Le parole di Shaban risuonano più dolorose che mai oggi, dopo che è arrivata la notizia della chiusura di Radio Begum, l’unica radio e televisione di donne per le donne nel paese. Martedì 5 febbraio, dunque, un drappello di ufficiali dell’intelligence, assistiti da rappresentanti del Ministero dell’informazione e della cultura, ha fatto irruzione nella sede di Kabul. Gli uomini hanno sequestrato computer, telefoni, hard disk, e arrestato due dipendenti maschi. Le giornaliste, le psicologhe, le teologhe, le educatrici e le dottoresse che dai microfoni dell’emittente nata l’8 marzo 2021 e finanziata anche dall’Unesco non erano presenti negli studi radiofonici e televisivi, perché nemmeno i media sono stati risparmiati dall’odio misogino del regime integralista afghano. Ma lavoravano da casa e resistevano, come tutte le ragazze e le donne in quella prigione a cielo aperto che è diventato l’Afghanistan. Radio Begum è stata fondata l’8 marzo 2021, nella Giornata internazionale della donna, cinque mesi prima che i Talebani salissero al potere, spodestando il governo sostenuto dagli Stati Uniti e attuando una rigida interpretazione della legge islamica. La sua fondatrice, la giornalista svizzero-afgana Hamida Aman, ha poi aperto anche Begum Tv a Parigi nel 2024. “Non siamo coinvolti in alcuna attività politica e il nostro unico impegno è servire il popolo afgano, in particolare le donne afgane”, ha dichiarato un portavoce dell’emittente.

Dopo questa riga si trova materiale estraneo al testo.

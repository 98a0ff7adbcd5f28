use std::path::{Path, PathBuf};

use ffmpeg_next::{Rational, codec, media};

use crate::{
    error::{Error, Result},
    packet::EncodedPacket,
};

/// Source of already-encoded packets for a single video track.
pub trait PacketSource {
    fn parameters(&self) -> &codec::Parameters;

    fn time_base(&self) -> Rational;

    /// Average frame rate, when the source knows it.
    fn frame_rate(&self) -> Option<Rational>;

    /// Next packet of the track, `None` at end of stream.
    fn read_packet(&mut self) -> Result<Option<EncodedPacket>>;
}

/// Reads the best video stream of a container without decoding it.
pub struct FfmpegDemuxer {
    inner: ffmpeg_next::format::context::Input,
    path: PathBuf,
    stream_index: usize,
    parameters: codec::Parameters,
    time_base: Rational,
    frame_rate: Option<Rational>,
}

impl FfmpegDemuxer {
    pub fn open(path: impl AsRef<Path>) -> Result<Self> {
        let path = path.as_ref();
        let input = ffmpeg_next::format::input(path)
            .map_err(|e| Error::resource(format!("cannot open input {}: {}", path.display(), e)))?;

        let stream = input
            .streams()
            .best(media::Type::Video)
            .ok_or_else(|| Error::configuration(format!("{} has no video stream", path.display())))?;
        let stream_index = stream.index();
        let parameters = stream.parameters();
        let time_base = stream.time_base();
        let avg = stream.avg_frame_rate();
        let frame_rate = (avg.numerator() > 0 && avg.denominator() > 0).then_some(avg);

        log::info!(
            "input {} opened: stream {} {:?}, time base {}, frame rate {:?}",
            path.display(),
            stream_index,
            parameters.id(),
            time_base,
            frame_rate
        );

        Ok(Self {
            inner: input,
            path: path.to_path_buf(),
            stream_index,
            parameters,
            time_base,
            frame_rate,
        })
    }
}

impl PacketSource for FfmpegDemuxer {
    fn parameters(&self) -> &codec::Parameters {
        &self.parameters
    }

    fn time_base(&self) -> Rational {
        self.time_base
    }

    fn frame_rate(&self) -> Option<Rational> {
        self.frame_rate
    }

    fn read_packet(&mut self) -> Result<Option<EncodedPacket>> {
        loop {
            let mut packet = ffmpeg_next::codec::packet::Packet::empty();
            match packet.read(&mut self.inner) {
                Ok(()) => {
                    if packet.stream() != self.stream_index {
                        continue;
                    }
                    return Ok(Some(EncodedPacket::from_av(&packet, self.time_base)));
                }
                Err(ffmpeg_next::Error::Eof) => return Ok(None),
                Err(e) => {
                    return Err(Error::io(format!(
                        "read packet from {}: {}",
                        self.path.display(),
                        e
                    )));
                }
            }
        }
    }
}
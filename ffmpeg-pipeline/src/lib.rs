/// Registers FFmpeg components (formats, codecs). Call once at startup before
/// opening encoders or containers.
pub fn init() -> error::Result<()> {
    ffmpeg_next::init().map_err(|e| error::Error::resource(format!("ffmpeg_next init: {}", e)))?;
    ffmpeg_next::util::log::set_level(ffmpeg_next::util::log::Level::Warning);
    Ok(())
}

pub mod descriptor;
pub mod encoder;
pub mod error;
pub mod frame;
pub mod input;
pub mod output;
pub mod packet;
pub mod pipeline;
pub mod remux;
pub mod scaler;
pub mod timestamp;

#[cfg(test)]
mod testing;

pub use descriptor::StreamDescriptor;
pub use encoder::{EncoderSession, FfmpegEncoder, Receive, SessionState, VideoEncoder};
pub use error::{Error, Result};
pub use frame::Frame;
pub use input::{FfmpegDemuxer, PacketSource};
pub use output::{ContainerWriter, FfmpegMuxer, Muxer};
pub use packet::EncodedPacket;
pub use pipeline::{EncodePipeline, EncodeSummary};
pub use remux::{RemuxSummary, Remuxer};
pub use scaler::ColorSpaceConverter;
pub use timestamp::TimestampAllocator;
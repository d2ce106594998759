use std::fmt::{Display, Formatter, Result as FmtResult};
use std::{convert::Infallible, str::FromStr};

use super::sanitize;

/// Application type from the `common` section.
#[derive(Debug, Clone, Copy, Default, PartialEq, Eq, Hash)]
#[cfg_attr(feature = "serde", derive(serde::Serialize, serde::Deserialize))]
pub enum AppType {
    Game,
    Application,
    Tool,
    Demo,
    Dlc,
    Music,
    Video,
    Config,
    Beta,
    Driver,
    Media,
    /// Missing or not one of the above.
    #[default]
    Unknown,
}
impl AppType {
    pub fn as_str(&self) -> &'static str {
        match self {
            Self::Game => "Game",
            Self::Application => "Application",
            Self::Tool => "Tool",
            Self::Demo => "Demo",
            Self::Dlc => "DLC",
            Self::Music => "Music",
            Self::Video => "Video",
            Self::Config => "Config",
            Self::Beta => "Beta",
            Self::Driver => "Driver",
            Self::Media => "Media",
            Self::Unknown => "Unknown",
        }
    }

    /// Types that can be launched on their own.
    pub fn is_launchable(&self) -> bool {
        matches!(self, Self::Game | Self::Application | Self::Tool | Self::Demo | Self::Beta)
    }
}
impl FromStr for AppType {
    type Err = Infallible;
    fn from_str(s: &str) -> Result<Self, Self::Err> {
        Ok(match sanitize(s).as_str() {
            "game" => Self::Game,
            "application" => Self::Application,
            "tool" => Self::Tool,
            "demo" => Self::Demo,
            "dlc" => Self::Dlc,
            "music" => Self::Music,
            "video" | "series" | "episode" => Self::Video,
            "config" => Self::Config,
            "beta" => Self::Beta,
            "driver" => Self::Driver,
            "media" => Self::Media,
            _ => Self::Unknown,
        })
    }
}
impl From<&str> for AppType {
    fn from(value: &str) -> Self {
        let Ok(app_type) = value.parse::<Self>();
        app_type
    }
}

impl Display for AppType {
    fn fmt(&self, f: &mut Formatter<'_>) -> FmtResult {
        write!(f, "{}", self.as_str())
    }
}

#[cfg(test)]
mod tests {
    use super::*;
    use rstest::rstest;

    #[rstest]
    #[case("Game", AppType::Game)]
    #[case("game", AppType::Game)]
    #[case(" DLC ", AppType::Dlc)]
    #[case("Series", AppType::Video)]
    #[case("Screensaver", AppType::Unknown)]
    #[case("", AppType::Unknown)]
    fn from_str(#[case] input: &str, #[case] expected: AppType) {
        assert_eq!(AppType::from(input), expected);
    }

    #[rstest]
    #[case(AppType::Game, true)]
    #[case(AppType::Tool, true)]
    #[case(AppType::Dlc, false)]
    #[case(AppType::Config, false)]
    #[case(AppType::Unknown, false)]
    fn is_launchable(#[case] app_type: AppType, #[case] expected: bool) {
        assert_eq!(app_type.is_launchable(), expected);
    }
}
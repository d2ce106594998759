//! File header and per-record layout selection.

use crate::error::ErrorKind;
use appmeta_vdf::Reader;
use std::sync::atomic::{AtomicBool, Ordering};

/// Size of the file header: version and universe.
pub const FILE_HEADER_SIZE: usize = 8;
/// Version byte of the layout with a single checksum per record.
pub const VERSION_LEGACY: u8 = 0x27;
/// Version byte of the layout that adds a checksum of the binary section data.
pub const VERSION_CURRENT: u8 = 0x28;

static UNSUPPORTED_REPORTED: AtomicBool = AtomicBool::new(false);

/// Fixed record header layout.
#[derive(Debug, Clone, Copy, PartialEq, Eq, Hash)]
pub enum Layout {
    /// `appid, size, state, last_update, access_token, sha1, change_num`
    Legacy,
    /// [`Legacy`](Self::Legacy) followed by a second SHA-1.
    Current,
}
impl Layout {
    /// Layout for a header version; unknown versions get the newest layout.
    pub fn from_version(version: u32) -> (Self, Option<ErrorKind>) {
        match version.to_le_bytes()[0] {
            VERSION_LEGACY => (Self::Legacy, None),
            VERSION_CURRENT => (Self::Current, None),
            _ => (Self::Current, Some(ErrorKind::UnsupportedFormatVersion(version))),
        }
    }

    /// Bytes from the start of a record to the start of its section blob.
    pub const fn record_header_size(self) -> usize {
        let legacy = 4 + 4 + 4 + 4 + 8 + 20 + 4;
        match self {
            Self::Legacy => legacy,
            Self::Current => legacy + 20,
        }
    }
}

/// The cache file header.
#[derive(Debug, Clone, Copy, PartialEq, Eq, Hash)]
pub struct Header {
    pub version: u32,
    pub universe: u32,
    pub layout: Layout,
}
impl Header {
    /// Reads the header. An unsupported version is not a failure: it is
    /// logged once per process and returned alongside the best-guess header.
    pub(crate) fn read(reader: &mut Reader<'_>) -> Result<(Self, Option<ErrorKind>), ErrorKind> {
        let (Some(version), Some(universe)) = (reader.u32_le(), reader.u32_le()) else {
            return Err(ErrorKind::MalformedHeader);
        };
        let (layout, issue) = Layout::from_version(version);
        if issue.is_some() && !UNSUPPORTED_REPORTED.swap(true, Ordering::Relaxed) {
            tracing::warn!(
                version = format_args!("{version:#010x}"),
                "Unsupported appinfo cache version; parsing with the newest known layout"
            );
        }
        Ok((Self { version, universe, layout }, issue))
    }
}

#[cfg(test)]
mod tests {
    use super::*;
    use rstest::rstest;

    #[rstest]
    #[case(0x0756_4427, Layout::Legacy, false)]
    #[case(0x0756_4428, Layout::Current, false)]
    #[case(0x0756_4429, Layout::Current, true)]
    #[case(0x0000_0000, Layout::Current, true)]
    fn layout_from_version(#[case] version: u32, #[case] layout: Layout, #[case] unsupported: bool) {
        let (actual, issue) = Layout::from_version(version);
        assert_eq!(actual, layout);
        assert_eq!(issue.is_some(), unsupported);
    }

    #[test]
    fn record_header_sizes() {
        assert_eq!(Layout::Legacy.record_header_size(), 48);
        assert_eq!(Layout::Current.record_header_size(), 68);
    }

    #[test]
    fn short_header_is_malformed() {
        let mut reader = Reader::new(&[0x28, 0x44, 0x56, 0x07, 1]);
        assert_eq!(Header::read(&mut reader), Err(ErrorKind::MalformedHeader));
    }
}
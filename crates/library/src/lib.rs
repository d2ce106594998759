//! The application library: a background worker that owns the appinfo cache
//! and publishes resolved metadata.
//!
//! Parsing and resolving are synchronous, so they run on one dedicated
//! thread. Requests go in through an unbounded channel; results come out as
//! [`Snapshot`]s through a [`watch`] channel, each publication replacing the
//! previous one whole. Requests can optionally be awaited: the `*_blocking`
//! methods wait for the snapshot that answers them, the async ones await it.
//!
//! ```no_run
//! use appmeta_library::{Library, Settings};
//!
//! let library = Library::spawn(Settings::new("/steam/appcache/appinfo.vdf"))?;
//! let snapshot = library.resolve_blocking(vec![440])?;
//! if let Some(app) = snapshot.get(440) {
//!     println!("{}", app.name);
//! }
//! library.shutdown()?;
//! # Ok::<(), appmeta_library::error::Error>(())
//! ```

pub mod error;
mod settings;
mod snapshot;
mod worker;

pub use crate::settings::Settings;
pub use crate::snapshot::Snapshot;

use crate::error::{ErrorKind, Result};
use crate::worker::{Reply, Request, Worker};
use appmeta_appinfo::AppId;
use exn::{OptionExt, ResultExt};
use std::fmt;
use std::sync::Arc;
use std::sync::atomic::{AtomicBool, Ordering};
use std::thread::{self, JoinHandle};
use tokio::sync::{mpsc, oneshot, watch};

const THREAD_NAME: &str = "appmeta-library";

/// Handle to the library worker.
///
/// Dropping the handle stops the worker without waiting for it.
pub struct Library {
    requests: mpsc::UnboundedSender<Request>,
    snapshots: watch::Receiver<Arc<Snapshot>>,
    stop: Arc<AtomicBool>,
    worker: Option<JoinHandle<()>>,
}
impl fmt::Debug for Library {
    fn fmt(&self, f: &mut fmt::Formatter<'_>) -> fmt::Result {
        f.debug_struct("Library")
            .field("generation", &self.snapshots.borrow().generation)
            .finish_non_exhaustive()
    }
}
impl Library {
    /// Starts the worker, which loads the cache before handling requests.
    #[tracing::instrument(skip_all, fields(path = %settings.appinfo_path.display()))]
    pub fn spawn(settings: Settings) -> Result<Self> {
        let (requests, receiver) = mpsc::unbounded_channel();
        let (sender, snapshots) = watch::channel(Arc::new(Snapshot::default()));
        let stop = Arc::new(AtomicBool::new(false));
        let worker_stop = stop.clone();
        let worker = thread::Builder::new()
            .name(THREAD_NAME.to_string())
            .spawn(move || Worker::new(settings, sender, worker_stop).run(receiver))
            .or_raise(|| ErrorKind::Spawn)?;
        Ok(Self {
            requests,
            snapshots,
            stop,
            worker: Some(worker),
        })
    }

    /// The latest published snapshot.
    pub fn snapshot(&self) -> Arc<Snapshot> {
        self.snapshots.borrow().clone()
    }

    /// A receiver notified on every publication.
    pub fn subscribe(&self) -> watch::Receiver<Arc<Snapshot>> {
        self.snapshots.clone()
    }

    fn send(&self, request: Request) -> Result<()> {
        self.requests.send(request).ok().ok_or_raise(|| ErrorKind::WorkerGone)
    }

    fn ask(&self, request: impl FnOnce(Reply) -> Request) -> Result<oneshot::Receiver<Arc<Snapshot>>> {
        let (reply, answer) = oneshot::channel();
        self.send(request(Some(reply)))?;
        Ok(answer)
    }

    /// Queues resolution of `appids`; watch the snapshots for the result.
    pub fn resolve(&self, appids: Vec<AppId>) -> Result<()> {
        self.send(Request::Resolve { appids, reply: None })
    }

    /// Queues resolution of every application in the cache.
    pub fn resolve_all(&self) -> Result<()> {
        self.send(Request::ResolveAll { reply: None })
    }

    /// Queues a reload of the cache file.
    pub fn reload(&self) -> Result<()> {
        self.send(Request::Reload { reply: None })
    }

    /// Resolves `appids` and waits for the snapshot containing them.
    ///
    /// Must not be called from within an async runtime.
    pub fn resolve_blocking(&self, appids: Vec<AppId>) -> Result<Arc<Snapshot>> {
        let answer = self.ask(|reply| Request::Resolve { appids, reply })?;
        answer.blocking_recv().ok().ok_or_raise(|| ErrorKind::WorkerGone)
    }

    /// Resolves every application and waits for the result.
    ///
    /// Must not be called from within an async runtime.
    pub fn resolve_all_blocking(&self) -> Result<Arc<Snapshot>> {
        let answer = self.ask(|reply| Request::ResolveAll { reply })?;
        answer.blocking_recv().ok().ok_or_raise(|| ErrorKind::WorkerGone)
    }

    /// Reloads the cache file and waits for the result.
    ///
    /// Must not be called from within an async runtime.
    pub fn reload_blocking(&self) -> Result<Arc<Snapshot>> {
        let answer = self.ask(|reply| Request::Reload { reply })?;
        answer.blocking_recv().ok().ok_or_raise(|| ErrorKind::WorkerGone)
    }

    pub async fn resolve_async(&self, appids: Vec<AppId>) -> Result<Arc<Snapshot>> {
        let answer = self.ask(|reply| Request::Resolve { appids, reply })?;
        answer.await.ok().ok_or_raise(|| ErrorKind::WorkerGone)
    }

    /// Stops the worker, abandoning any resolution in progress, and waits
    /// for its thread to finish.
    pub fn shutdown(mut self) -> Result<()> {
        self.request_stop();
        if let Some(worker) = self.worker.take() {
            worker.join().ok().ok_or_raise(|| ErrorKind::WorkerGone)?;
        }
        Ok(())
    }

    fn request_stop(&self) {
        self.stop.store(true, Ordering::Release);
        // Already gone is fine.
        let _ = self.requests.send(Request::Shutdown);
    }
}
impl Drop for Library {
    fn drop(&mut self) {
        if self.worker.is_some() {
            self.request_stop();
        }
    }
}
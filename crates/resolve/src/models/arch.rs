use std::fmt::{Display, Formatter, Result as FmtResult};

/// CPU architecture an application or launch option is built for.
#[derive(Debug, Clone, Copy, Default, PartialEq, Eq, Hash)]
#[cfg_attr(feature = "serde", derive(serde::Serialize, serde::Deserialize))]
pub enum CpuArch {
    /// The store didn't say.
    #[default]
    Unspecified,
    /// 32-bit
    X86,
    /// 64-bit
    X64,
    /// Runs on either, or couldn't be interpreted.
    Any,
}
impl CpuArch {
    /// Maps the store's bitness number; anything unexpected is [`Any`](Self::Any).
    pub fn from_bits(bits: i64) -> Self {
        match bits {
            0 => Self::Unspecified,
            32 => Self::X86,
            64 => Self::X64,
            _ => Self::Any,
        }
    }

    pub fn as_str(&self) -> &'static str {
        match self {
            Self::Unspecified => "unspecified",
            Self::X86 => "x86",
            Self::X64 => "x64",
            Self::Any => "any",
        }
    }
}

impl Display for CpuArch {
    fn fmt(&self, f: &mut Formatter<'_>) -> FmtResult {
        write!(f, "{}", self.as_str())
    }
}
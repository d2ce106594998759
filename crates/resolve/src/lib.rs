//! Per-application metadata resolved from appinfo sections.
//!
//! [`Resolver`] walks the sections of one application's blob once and
//! produces an [`ApplicationMetadata`]: common attributes, launch options
//! (validated, compacted to dense ids, de-duplicated and with the primary
//! option first), branches and cloud save locations. [`SteamInstall`] finds
//! the files around the cache: libraries, manifests and per-user config.
//!
//! ```no_run
//! use appmeta_appinfo::AppInfoCache;
//! use appmeta_resolve::{ResolveOptions, Resolver, SteamInstall};
//!
//! let steam = SteamInstall::detect()?;
//! let cache = AppInfoCache::load(steam.appinfo_path());
//! let mut resolver = Resolver::new(ResolveOptions::default()).with_steam(steam);
//! if let Some(metadata) = resolver.resolve_app(&cache, 440) {
//!     println!("{}: {:?}", metadata.name, metadata.primary_launch());
//! }
//! # Ok::<(), appmeta_resolve::error::Error>(())
//! ```

pub mod error;
mod models;
mod resolve;
mod steam;

pub use crate::models::{
    AppType, ApplicationMetadata, BranchRecord, CloudSaveRecord, CpuArch, LaunchConfig, LaunchType, Platforms,
};
pub use crate::resolve::{ResolveOptions, Resolver, SaveRoots, normalize_cpu_arch};
pub use crate::steam::{AppManifest, SteamInstall};
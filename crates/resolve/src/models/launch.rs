use std::collections::BTreeSet;
use std::fmt::{Display, Formatter, Result as FmtResult};
use std::{convert::Infallible, str::FromStr};

use super::{CpuArch, Platforms, sanitize};

/// How the store labels a launch option.
#[derive(Debug, Clone, Copy, Default, PartialEq, Eq, Hash)]
#[cfg_attr(feature = "serde", derive(serde::Serialize, serde::Deserialize))]
pub enum LaunchType {
    /// No `type` key.
    #[default]
    Unspecified,
    /// The option the store client starts when asked to "play".
    Default,
    /// One of the numbered alternatives (`option1`, `option2`, ...).
    Option,
    /// Explicitly hidden from the launch menu.
    None,
    Server,
    Editor,
    Manual,
    /// Any of the VR flavours.
    Vr,
    Config,
    Other,
}
impl LaunchType {
    pub fn as_str(&self) -> &'static str {
        match self {
            Self::Unspecified => "unspecified",
            Self::Default => "default",
            Self::Option => "option",
            Self::None => "none",
            Self::Server => "server",
            Self::Editor => "editor",
            Self::Manual => "manual",
            Self::Vr => "vr",
            Self::Config => "config",
            Self::Other => "other",
        }
    }
}
impl FromStr for LaunchType {
    type Err = Infallible;
    fn from_str(s: &str) -> Result<Self, Self::Err> {
        let sanitized = sanitize(s);
        Ok(match sanitized.as_str() {
            "" => Self::Unspecified,
            "default" => Self::Default,
            "none" => Self::None,
            "server" => Self::Server,
            "editor" => Self::Editor,
            "manual" => Self::Manual,
            "vr" | "othervr" | "openvroverlay" | "osvr" => Self::Vr,
            "config" => Self::Config,
            s if s.starts_with("option") => Self::Option,
            _ => Self::Other,
        })
    }
}
impl From<&str> for LaunchType {
    fn from(value: &str) -> Self {
        let Ok(launch_type) = value.parse::<Self>();
        launch_type
    }
}

impl Display for LaunchType {
    fn fmt(&self, f: &mut Formatter<'_>) -> FmtResult {
        write!(f, "{}", self.as_str())
    }
}

/// One way of starting an application.
///
/// Built during resolution and read-only afterwards. The launch collaborator
/// only needs [`executable`](Self::executable), [`arguments`](Self::arguments)
/// and [`working_dir`](Self::working_dir), all relative to the install
/// directory as the store writes them.
#[derive(Debug, Clone, Default, PartialEq, Eq)]
#[cfg_attr(feature = "serde", derive(serde::Serialize, serde::Deserialize))]
pub struct LaunchConfig {
    /// Dense display id, equal to this config's key in
    /// [`ApplicationMetadata::launch_configs`](super::ApplicationMetadata::launch_configs).
    pub id: u32,
    /// The store's own (sparse) number for this config.
    pub source_id: u32,
    pub launch_type: LaunchType,
    pub description: String,
    pub executable: String,
    pub arguments: String,
    pub working_dir: String,
    pub platforms: Platforms,
    pub cpu_arch: CpuArch,
    /// Branches this config is restricted to; empty for all branches.
    pub required_branches: BTreeSet<String>,
    /// Points at a Windows executable and supports Windows.
    pub valid: bool,
    /// An earlier config starts the same executable.
    pub duplicate_exe: bool,
    /// An earlier config starts the same executable with the same arguments.
    pub duplicate_exe_args: bool,
}
impl LaunchConfig {
    pub fn requires_branch(&self) -> bool {
        !self.required_branches.is_empty()
    }

    /// Whether this config applies when `branch` is installed.
    pub fn is_available_on(&self, branch: &str) -> bool {
        !self.requires_branch() || self.required_branches.iter().any(|b| b.eq_ignore_ascii_case(branch))
    }

    /// Executable with forward slashes and lowercased, for comparing entries.
    pub(crate) fn normalized_executable(&self) -> String {
        self.executable.trim().replace('\\', "/").to_lowercase()
    }
}
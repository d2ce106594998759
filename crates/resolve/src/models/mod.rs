mod app_type;
mod arch;
mod branch;
mod cloud;
mod launch;
mod metadata;
mod platform;

pub use self::app_type::AppType;
pub use self::arch::CpuArch;
pub use self::branch::BranchRecord;
pub use self::cloud::CloudSaveRecord;
pub use self::launch::{LaunchConfig, LaunchType};
pub use self::metadata::ApplicationMetadata;
pub use self::platform::Platforms;

fn sanitize(s: impl AsRef<str>) -> String {
    s.as_ref().trim().to_lowercase().replace(['-', '_', ' '], "")
}
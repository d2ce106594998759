use super::{AppType, BranchRecord, CloudSaveRecord, CpuArch, LaunchConfig};
use appmeta_appinfo::AppId;
use std::collections::BTreeMap;
use std::path::PathBuf;
use time::UtcDateTime;

/// Everything resolved about one application.
///
/// A plain value: clone it freely and hand it to readers. It is only written
/// by the resolver, once; see [`is_processed`](Self::is_processed).
#[derive(Debug, Clone, Default, PartialEq, Eq)]
#[cfg_attr(feature = "serde", derive(serde::Serialize, serde::Deserialize))]
pub struct ApplicationMetadata {
    pub appid: AppId,
    /// Display name (`common.name`)
    pub name: String,
    pub app_type: AppType,
    pub cpu_arch: CpuArch,
    /// Change number of the appinfo record this was resolved from.
    pub change_number: u32,
    /// Unix timestamp of the appinfo record this was resolved from.
    pub last_update: Option<i64>,
    /// Install location, when the application's manifest was found.
    pub install_dir: Option<PathBuf>,
    /// Keyed by dense display id; key 0 is the primary option.
    pub launch_configs: BTreeMap<u32, LaunchConfig>,
    pub branches: BTreeMap<String, BranchRecord>,
    /// Keyed by the store's rule index.
    pub cloud_saves: BTreeMap<u32, CloudSaveRecord>,
    processed: bool,
}
impl ApplicationMetadata {
    pub fn new(appid: AppId) -> Self {
        Self { appid, ..Default::default() }
    }

    /// `true` once resolution has run; resolving again is a no-op.
    pub fn is_processed(&self) -> bool {
        self.processed
    }

    pub(crate) fn mark_processed(&mut self) {
        self.processed = true;
    }

    pub fn updated_at(&self) -> Option<UtcDateTime> {
        self.last_update.and_then(|ts| UtcDateTime::from_unix_timestamp(ts).ok())
    }

    /// The option to start when the user just asks to play.
    pub fn primary_launch(&self) -> Option<&LaunchConfig> {
        self.launch_configs.get(&0)
    }

    /// Launch options usable with `branch` installed, in display order.
    pub fn launch_configs_for<'a>(&'a self, branch: &'a str) -> impl Iterator<Item = &'a LaunchConfig> + 'a {
        self.launch_configs.values().filter(move |config| config.is_available_on(branch))
    }

    pub fn branch(&self, name: &str) -> Option<&BranchRecord> {
        self.branches.get(name)
    }
}
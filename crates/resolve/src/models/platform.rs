use std::fmt::{Debug, Display, Formatter, Result as FmtResult};
use std::ops::{BitOr, BitOrAssign};

/// Bitmask of operating systems.
#[derive(Clone, Copy, Default, PartialEq, Eq, Hash)]
#[cfg_attr(feature = "serde", derive(serde::Serialize, serde::Deserialize))]
pub struct Platforms(u8);
impl Platforms {
    pub const NONE: Self = Self(0);
    pub const WINDOWS: Self = Self(1);
    pub const MACOS: Self = Self(1 << 1);
    pub const LINUX: Self = Self(1 << 2);
    pub const ALL: Self = Self(Self::WINDOWS.0 | Self::MACOS.0 | Self::LINUX.0);

    const NAMES: [(Self, &'static str); 3] =
        [(Self::WINDOWS, "windows"), (Self::MACOS, "macos"), (Self::LINUX, "linux")];

    pub fn bits(&self) -> u8 {
        self.0
    }

    pub fn contains(&self, other: Self) -> bool {
        self.0 & other.0 == other.0
    }

    pub fn is_empty(&self) -> bool {
        self.0 == 0
    }

    /// Parses a comma-separated OS list such as `windows,macos` by substring
    /// match. Operating systems that aren't mentioned are unsupported.
    pub fn from_os_list(list: &str) -> Self {
        let list = list.to_ascii_lowercase();
        Self::NAMES
            .iter()
            .filter(|(_, name)| list.contains(name))
            .fold(Self::NONE, |acc, (platform, _)| acc | *platform)
    }

    /// Maps one platform name as used by cloud save rules (`Windows`,
    /// `MacOS`, `Linux`, `all`).
    pub fn from_name(name: &str) -> Self {
        let name = name.trim().to_ascii_lowercase();
        match name.as_str() {
            "all" => Self::ALL,
            "osx" => Self::MACOS,
            _ => Self::from_os_list(&name),
        }
    }
}
impl BitOr for Platforms {
    type Output = Self;
    fn bitor(self, rhs: Self) -> Self {
        Self(self.0 | rhs.0)
    }
}
impl BitOrAssign for Platforms {
    fn bitor_assign(&mut self, rhs: Self) {
        self.0 |= rhs.0;
    }
}

impl Display for Platforms {
    fn fmt(&self, f: &mut Formatter<'_>) -> FmtResult {
        let names: Vec<_> =
            Self::NAMES.iter().filter(|(platform, _)| self.contains(*platform)).map(|(_, name)| *name).collect();
        write!(f, "{}", names.join(","))
    }
}
impl Debug for Platforms {
    fn fmt(&self, f: &mut Formatter<'_>) -> FmtResult {
        write!(f, "Platforms({self})")
    }
}
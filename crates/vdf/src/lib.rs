//! Readers for Valve's KeyValues ("VDF") formats.
//!
//! - [`binary`]: the typed, opcode-based encoding used inside the appinfo
//!   cache. Produces a flat, ordered list of [`Section`]s.
//! - [`text`]: the quoted, brace-delimited encoding used by manifests and
//!   per-user config files. Answers path/key lookups directly.
//!
//! Both readers are built for data this crate doesn't own and which changes
//! without notice: malformed input degrades to partial or empty results and
//! a log line, never a panic or an error.

pub mod binary;
pub mod error;
mod reader;
mod section;
pub mod text;

pub use crate::binary::{Tokenizer, parse};
pub use crate::reader::Reader;
pub use crate::section::{PATH_SEPARATOR, Section, TypedValue};
pub use crate::text::KeyValues;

Il ministero dell’Informazione afgano ha reso noto in un comunicato che l’emittente è stata sospesa “per molteplici violazioni”, senza tuttavia specificarle. L’unica accusa esplicitamente formulata è di avere fornito materiali e programmi a una rete televisiva con sede all’estero, contravvenendo a quanto stabilito dalle norme nazionali. Per questo motivo a Radio Begum è stata ritirata temporaneamente la licenza, “in modo da valutare i reati e prendere una decisione finale”, afferma la nota del ministero dell’Informazione. Radio Begum, che da un anno era diventata anche una tv satellitare, trasmetteva, in parte da Parigi, le lezioni previste dai programmi scolastici ufficiali nelle due lingue più diffuse, il pashtun e il dari. In un Paese in cui l’analfabetismo femminile è all’80 per cento contro il 51 per cento di quello maschile, la radio era una opportunità unica per le ragazze di continuare a imparare e per le donne adulte di aprire la mente. L’emittente, infatti, che per volontà della fondatrice Hamida Aman, giornalista afghana-svizzera residente in Francia, aveva preso il nome della nonna – “Principessa” –, non diffondeva solo istruzione, ma attraverso le 18 antenne installate in 20 delle 34 province afghane raggiungeva tre quarti del Paese, trasmetteva dibattiti sull’educazione dei bambini, sui rapporti di coppia, su cosa prevede l’islam rispetto all’età del matrimonio, sulla salute fisica e mentale, forniva nozioni utili alle donne e alle ragazze che per lo più vivono isolate in casa, aprendo agli interventi delle ascoltatrici da casa. Dal 2022, infatti, è stato proibito dai talebani alle ragazze in età da scuola media e superiore di frequentare le lezioni. Tanto che alcune famiglie si sono organizzate con degli insegnanti disposti a rischiare la vita per continuare a insegnare alle ragazze. Si organizzano classi negli scantinati di Kabul, porte e finestre sono sigillate per non dare nell’occhio. E contemporaneamente si ascoltava Radio Begum. Almeno fino ad oggi.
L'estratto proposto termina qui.